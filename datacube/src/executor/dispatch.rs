//! Retrying fan-out of chunk jobs over a backend.
//!
//! ```text
//!   jobs[0..n] ──submit_all──► n tasks ──► semaphore (max_in_flight)
//!                                 │              │
//!                                 │        backend.invoke ──► Err ──► backoff, retry
//!                                 ▼              │
//!                          SubmittedBatch ◄── Ok / exhausted
//!                                 │
//!                            await_all ──► [Option<ChunkResult>; n]  (input order)
//! ```
//!
//! Every job retries on its own schedule. A failing job never cancels or
//! delays another; once its attempts are spent it yields `None`.

use std::sync::Arc;

use tokio::sync::Semaphore;
use tokio::task::JoinHandle;
use tracing::{debug, error, info, warn};

use super::backend::{ChunkRequest, ExecutionBackend};
use super::policy::RetryPolicy;
use super::progress::DispatchProgress;
use crate::jobs::{ChunkJob, ChunkResult};
use crate::storage::ArrayTarget;

/// Default cap on concurrent invocations.
pub const DEFAULT_MAX_IN_FLIGHT: usize = 64;

/// Submits jobs to a backend with per-job retries.
pub struct Dispatcher<B: ExecutionBackend> {
    backend: Arc<B>,
    retry: RetryPolicy,
    permits: Arc<Semaphore>,
    max_in_flight: usize,
    progress: DispatchProgress,
}

impl<B: ExecutionBackend> Dispatcher<B> {
    pub fn new(backend: B) -> Self {
        Self {
            backend: Arc::new(backend),
            retry: RetryPolicy::default(),
            permits: Arc::new(Semaphore::new(DEFAULT_MAX_IN_FLIGHT)),
            max_in_flight: DEFAULT_MAX_IN_FLIGHT,
            progress: DispatchProgress::new(),
        }
    }

    pub fn with_retry_policy(mut self, retry: RetryPolicy) -> Self {
        self.retry = retry;
        self
    }

    pub fn with_max_in_flight(mut self, max_in_flight: usize) -> Self {
        let max_in_flight = max_in_flight.max(1);
        self.permits = Arc::new(Semaphore::new(max_in_flight));
        self.max_in_flight = max_in_flight;
        self
    }

    pub fn with_progress(mut self, progress: DispatchProgress) -> Self {
        self.progress = progress;
        self
    }

    pub fn backend(&self) -> &B {
        &self.backend
    }

    pub fn retry_policy(&self) -> &RetryPolicy {
        &self.retry
    }

    pub fn max_in_flight(&self) -> usize {
        self.max_in_flight
    }

    pub fn progress(&self) -> &DispatchProgress {
        &self.progress
    }

    /// Spawns one task per job and returns without waiting.
    ///
    /// Must be called from within a tokio runtime.
    pub fn submit_all(&self, jobs: Vec<ChunkJob>, target: &ArrayTarget, debug: bool) -> SubmittedBatch {
        self.submit_with_policy(jobs, target, debug, self.retry.clone())
    }

    fn submit_with_policy(
        &self,
        jobs: Vec<ChunkJob>,
        target: &ArrayTarget,
        debug: bool,
        retry: RetryPolicy,
    ) -> SubmittedBatch {
        self.progress.add_submitted(jobs.len());
        info!(
            backend = self.backend.name(),
            jobs = jobs.len(),
            max_attempts = retry.max_attempts(),
            max_in_flight = self.max_in_flight,
            "Submitting chunk jobs"
        );

        let handles = jobs
            .into_iter()
            .map(|job| {
                let request = ChunkRequest {
                    job,
                    target: target.clone(),
                    debug,
                };
                tokio::spawn(run_with_retry(
                    Arc::clone(&self.backend),
                    request,
                    retry.clone(),
                    Arc::clone(&self.permits),
                    self.progress.clone(),
                ))
            })
            .collect();

        SubmittedBatch {
            handles,
            progress: self.progress.clone(),
        }
    }

    /// Runs every job with up to `retries` retries each and waits for all.
    ///
    /// The result has one entry per job, in input order.
    pub async fn dispatch(
        &self,
        jobs: Vec<ChunkJob>,
        target: &ArrayTarget,
        debug: bool,
        retries: u32,
    ) -> Vec<Option<ChunkResult>> {
        let retry = self.retry.with_max_attempts(retries.saturating_add(1));
        self.submit_with_policy(jobs, target, debug, retry)
            .await_all()
            .await
    }
}

/// Jobs that have been submitted and are running.
pub struct SubmittedBatch {
    handles: Vec<JoinHandle<Option<ChunkResult>>>,
    progress: DispatchProgress,
}

impl SubmittedBatch {
    pub fn len(&self) -> usize {
        self.handles.len()
    }

    pub fn is_empty(&self) -> bool {
        self.handles.is_empty()
    }

    /// Waits for every job, including its retries.
    pub async fn await_all(self) -> Vec<Option<ChunkResult>> {
        let mut results = Vec::with_capacity(self.handles.len());
        for (index, handle) in self.handles.into_iter().enumerate() {
            match handle.await {
                Ok(result) => results.push(result),
                Err(e) => {
                    error!(index = index, error = %e, "Dispatch task aborted");
                    self.progress.mark_failed();
                    results.push(None);
                }
            }
        }
        results
    }
}

async fn run_with_retry<B: ExecutionBackend>(
    backend: Arc<B>,
    request: ChunkRequest,
    retry: RetryPolicy,
    permits: Arc<Semaphore>,
    progress: DispatchProgress,
) -> Option<ChunkResult> {
    let mut attempt = 1u32;
    loop {
        let outcome = match permits.acquire().await {
            Ok(_permit) => backend.invoke(request.clone()).await,
            Err(_) => {
                error!(job = %request.job, "Dispatcher shut down");
                progress.mark_failed();
                return None;
            }
        };

        match outcome {
            Ok(result) => {
                debug!(job = %request.job, attempt = attempt, success = result.success, "Chunk finished");
                progress.mark_completed();
                return Some(result);
            }
            Err(e) => match retry.delay_for_attempt(attempt) {
                Some(delay) => {
                    warn!(
                        job = %request.job,
                        attempt = attempt,
                        error = %e,
                        retry_in = ?delay,
                        "Chunk attempt failed, retrying"
                    );
                    progress.mark_retry();
                    tokio::time::sleep(delay).await;
                    attempt += 1;
                }
                None => {
                    error!(
                        job = %request.job,
                        attempts = attempt,
                        error = %e,
                        "Chunk failed, retries exhausted"
                    );
                    progress.mark_failed();
                    return None;
                }
            },
        }
    }
}

#[cfg(test)]
mod tests {
    use super::*;
    use crate::executor::tests::{jobs, target, ScriptedBackend};
    use crate::executor::InvokeError;
    use std::time::Duration;

    fn quick(attempts: u32) -> RetryPolicy {
        RetryPolicy::fixed(attempts, Duration::ZERO)
    }

    #[tokio::test]
    async fn test_results_keep_input_order_and_length() {
        let backend = ScriptedBackend::default().with_random_delay(20);
        let dispatcher = Dispatcher::new(backend).with_max_in_flight(3);
        let jobs = jobs(3, 3);

        let results = dispatcher.dispatch(jobs.clone(), &target(), false, 0).await;

        assert_eq!(results.len(), jobs.len());
        for (job, result) in jobs.iter().zip(&results) {
            let result = result.as_ref().unwrap();
            // ScriptedBackend echoes the tile as num_scenes
            assert_eq!(result.num_scenes, job.tile.row * 100 + job.tile.col);
        }
        assert_eq!(dispatcher.progress().completed(), 9);
    }

    #[tokio::test]
    async fn test_exhausted_job_is_none_others_unaffected() {
        let jobs = jobs(2, 2);
        let backend = ScriptedBackend::default().always_failing(&jobs[2]);
        let dispatcher = Dispatcher::new(backend).with_retry_policy(quick(1));

        let results = dispatcher.dispatch(jobs.clone(), &target(), false, 2).await;

        assert_eq!(results.iter().filter(|r| r.is_none()).count(), 1);
        assert!(results[2].is_none());
        assert_eq!(dispatcher.backend().attempts(&jobs[2]), 3);
        assert_eq!(dispatcher.backend().attempts(&jobs[0]), 1);
        assert_eq!(dispatcher.progress().failed(), 1);
        assert_eq!(dispatcher.progress().retries(), 2);
    }

    #[tokio::test]
    async fn test_transient_failures_are_retried_independently() {
        let jobs = jobs(1, 3);
        let backend = ScriptedBackend::default()
            .failing(&jobs[0], 2)
            .failing(&jobs[1], 1);
        let dispatcher = Dispatcher::new(backend).with_retry_policy(quick(1));

        let results = dispatcher.dispatch(jobs.clone(), &target(), false, 2).await;

        assert!(results.iter().all(Option::is_some));
        assert_eq!(dispatcher.backend().attempts(&jobs[0]), 3);
        assert_eq!(dispatcher.backend().attempts(&jobs[1]), 2);
        assert_eq!(dispatcher.backend().attempts(&jobs[2]), 1);
    }

    #[tokio::test]
    async fn test_zero_retries_means_one_attempt() {
        let jobs = jobs(1, 1);
        let backend = ScriptedBackend::default().failing(&jobs[0], 1);
        let dispatcher = Dispatcher::new(backend).with_retry_policy(quick(5));

        let results = dispatcher.dispatch(jobs.clone(), &target(), false, 0).await;

        assert_eq!(results, vec![None]);
        assert_eq!(dispatcher.backend().attempts(&jobs[0]), 1);
    }

    #[tokio::test]
    async fn test_submit_all_uses_configured_policy() {
        let jobs = jobs(1, 2);
        let backend = ScriptedBackend::default().failing(&jobs[1], 1);
        let dispatcher = Dispatcher::new(backend).with_retry_policy(quick(2));

        let batch = dispatcher.submit_all(jobs, &target(), true);
        assert_eq!(batch.len(), 2);
        let results = batch.await_all().await;

        assert!(results.iter().all(Option::is_some));
        assert_eq!(dispatcher.progress().finished(), 2);
    }

    #[tokio::test]
    async fn test_in_flight_limit_is_respected() {
        let backend = ScriptedBackend::default().with_random_delay(10);
        let dispatcher = Dispatcher::new(backend).with_max_in_flight(2);

        dispatcher.dispatch(jobs(2, 4), &target(), false, 0).await;

        assert!(dispatcher.backend().peak_in_flight() <= 2);
    }

    #[tokio::test]
    async fn test_panicking_backend_yields_none() {
        struct PanickingBackend;
        impl ExecutionBackend for PanickingBackend {
            fn name(&self) -> &'static str {
                "panicking"
            }
            async fn invoke(&self, _: ChunkRequest) -> Result<ChunkResult, InvokeError> {
                panic!("backend bug")
            }
        }

        let dispatcher = Dispatcher::new(PanickingBackend);
        let results = dispatcher.dispatch(jobs(1, 2), &target(), false, 0).await;
        assert_eq!(results, vec![None, None]);
        assert_eq!(dispatcher.progress().failed(), 2);
    }
}
//! Pixel grid and tile grid over geographic coordinates (EPSG:4326).

use std::fmt;

use serde::{Deserialize, Serialize};

/// Tolerance, in pixels, when snapping bounds to the resolution grid.
const SNAP_EPSILON: f64 = 1e-6;

// =============================================================================
// Extent
// =============================================================================

/// Geographic bounding box in degrees.
#[derive(Debug, Clone, Copy, PartialEq, Serialize, Deserialize)]
pub struct Extent {
    pub min_lon: f64,
    pub min_lat: f64,
    pub max_lon: f64,
    pub max_lat: f64,
}

impl Extent {
    pub fn new(min_lon: f64, min_lat: f64, max_lon: f64, max_lat: f64) -> Self {
        Self {
            min_lon,
            min_lat,
            max_lon,
            max_lat,
        }
    }

    pub fn width(&self) -> f64 {
        self.max_lon - self.min_lon
    }

    pub fn height(&self) -> f64 {
        self.max_lat - self.min_lat
    }

    /// Centre longitude, used for solar-day grouping.
    pub fn center_lon(&self) -> f64 {
        (self.min_lon + self.max_lon) / 2.0
    }

    /// True when the two boxes share any area or boundary.
    pub fn intersects(&self, other: &Extent) -> bool {
        self.min_lon <= other.max_lon
            && other.min_lon <= self.max_lon
            && self.min_lat <= other.max_lat
            && other.min_lat <= self.max_lat
    }

    /// True when the point lies inside or on the border.
    pub fn contains(&self, lon: f64, lat: f64) -> bool {
        lon >= self.min_lon && lon <= self.max_lon && lat >= self.min_lat && lat <= self.max_lat
    }

    /// Corners in counter-clockwise order starting at the south-west.
    pub fn corners(&self) -> [(f64, f64); 4] {
        [
            (self.min_lon, self.min_lat),
            (self.max_lon, self.min_lat),
            (self.max_lon, self.max_lat),
            (self.min_lon, self.max_lat),
        ]
    }

    /// GeoJSON polygon geometry for catalog `intersects` queries.
    pub fn to_geojson(&self) -> serde_json::Value {
        let mut ring: Vec<[f64; 2]> = self.corners().iter().map(|&(x, y)| [x, y]).collect();
        ring.push([self.min_lon, self.min_lat]);
        serde_json::json!({
            "type": "Polygon",
            "coordinates": [ring],
        })
    }
}

impl fmt::Display for Extent {
    fn fmt(&self, f: &mut fmt::Formatter<'_>) -> fmt::Result {
        write!(
            f,
            "[{:.6}, {:.6}, {:.6}, {:.6}]",
            self.min_lon, self.min_lat, self.max_lon, self.max_lat
        )
    }
}

// =============================================================================
// GeoBox
// =============================================================================

/// A north-up pixel grid.
///
/// Row 0 is the northernmost row and column 0 the westernmost column.
/// Pixel `(row, col)` covers
/// `[west + col·res, west + (col+1)·res] × [north − (row+1)·res, north − row·res]`.
#[derive(Debug, Clone, Copy, PartialEq, Serialize, Deserialize)]
pub struct GeoBox {
    pub west: f64,
    pub north: f64,
    pub resolution: f64,
    pub width: usize,
    pub height: usize,
}

impl GeoBox {
    /// Snaps `extent` outward onto the resolution grid anchored at (0, 0).
    pub fn from_extent(extent: &Extent, resolution: f64) -> Self {
        let west = (extent.min_lon / resolution + SNAP_EPSILON).floor();
        let east = (extent.max_lon / resolution - SNAP_EPSILON).ceil();
        let south = (extent.min_lat / resolution + SNAP_EPSILON).floor();
        let north = (extent.max_lat / resolution - SNAP_EPSILON).ceil();

        Self {
            west: west * resolution,
            north: north * resolution,
            resolution,
            width: (east - west).max(0.0) as usize,
            height: (north - south).max(0.0) as usize,
        }
    }

    /// `(height, width)` in pixels.
    pub fn shape(&self) -> (usize, usize) {
        (self.height, self.width)
    }

    pub fn pixel_count(&self) -> usize {
        self.width * self.height
    }

    pub fn extent(&self) -> Extent {
        Extent::new(
            self.west,
            self.north - self.height as f64 * self.resolution,
            self.west + self.width as f64 * self.resolution,
            self.north,
        )
    }

    /// Longitude of the centre of column `col`.
    pub fn lon(&self, col: usize) -> f64 {
        self.west + (col as f64 + 0.5) * self.resolution
    }

    /// Latitude of the centre of row `row`.
    pub fn lat(&self, row: usize) -> f64 {
        self.north - (row as f64 + 0.5) * self.resolution
    }

    /// Pixel-centre longitudes, west to east.
    pub fn longitudes(&self) -> Vec<f64> {
        (0..self.width).map(|c| self.lon(c)).collect()
    }

    /// Pixel-centre latitudes, north to south.
    pub fn latitudes(&self) -> Vec<f64> {
        (0..self.height).map(|r| self.lat(r)).collect()
    }

    /// Sub-grid starting at `(row, col)` of the given size, clipped to this box.
    pub fn window(&self, row: usize, col: usize, height: usize, width: usize) -> GeoBox {
        let height = height.min(self.height.saturating_sub(row));
        let width = width.min(self.width.saturating_sub(col));
        GeoBox {
            west: self.west + col as f64 * self.resolution,
            north: self.north - row as f64 * self.resolution,
            resolution: self.resolution,
            width,
            height,
        }
    }
}

// =============================================================================
// Tiles
// =============================================================================

/// Position of a tile in the tile grid.
#[derive(Debug, Clone, Copy, PartialEq, Eq, Hash, PartialOrd, Ord, Serialize, Deserialize)]
pub struct TileIndex {
    pub row: usize,
    pub col: usize,
}

impl TileIndex {
    pub fn new(row: usize, col: usize) -> Self {
        Self { row, col }
    }
}

impl fmt::Display for TileIndex {
    fn fmt(&self, f: &mut fmt::Formatter<'_>) -> fmt::Result {
        write!(f, "({}, {})", self.row, self.col)
    }
}

/// The geobox split into square tiles aligned with the array chunks.
#[derive(Debug, Clone, Copy, PartialEq)]
pub struct TileGrid {
    geobox: GeoBox,
    chunk_size: usize,
}

impl TileGrid {
    pub fn new(geobox: GeoBox, chunk_size: usize) -> Self {
        Self {
            geobox,
            chunk_size: chunk_size.max(1),
        }
    }

    pub fn geobox(&self) -> &GeoBox {
        &self.geobox
    }

    pub fn chunk_size(&self) -> usize {
        self.chunk_size
    }

    /// `(tile_rows, tile_cols)`.
    pub fn shape(&self) -> (usize, usize) {
        (
            self.geobox.height.div_ceil(self.chunk_size),
            self.geobox.width.div_ceil(self.chunk_size),
        )
    }

    pub fn len(&self) -> usize {
        let (rows, cols) = self.shape();
        rows * cols
    }

    pub fn is_empty(&self) -> bool {
        self.len() == 0
    }

    pub fn contains(&self, index: TileIndex) -> bool {
        let (rows, cols) = self.shape();
        index.row < rows && index.col < cols
    }

    /// All tile indices, row-major.
    pub fn indices(&self) -> impl Iterator<Item = TileIndex> {
        let (rows, cols) = self.shape();
        (0..rows).flat_map(move |row| (0..cols).map(move |col| TileIndex::new(row, col)))
    }

    /// Pixel offset `(row, col)` of the tile's north-west corner.
    pub fn offset(&self, index: TileIndex) -> (usize, usize) {
        (index.row * self.chunk_size, index.col * self.chunk_size)
    }

    /// Pixel grid covered by one tile; edge tiles are truncated.
    pub fn tile_geobox(&self, index: TileIndex) -> GeoBox {
        let (row, col) = self.offset(index);
        self.geobox
            .window(row, col, self.chunk_size, self.chunk_size)
    }

    pub fn tile_extent(&self, index: TileIndex) -> Extent {
        self.tile_geobox(index).extent()
    }
}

★ ★ ★ ★

Take from the material every line that holds "push".

                Ok(result) => results.push(result),
                    results.push(None);
        ring.push([self.min_lon, self.min_lat]);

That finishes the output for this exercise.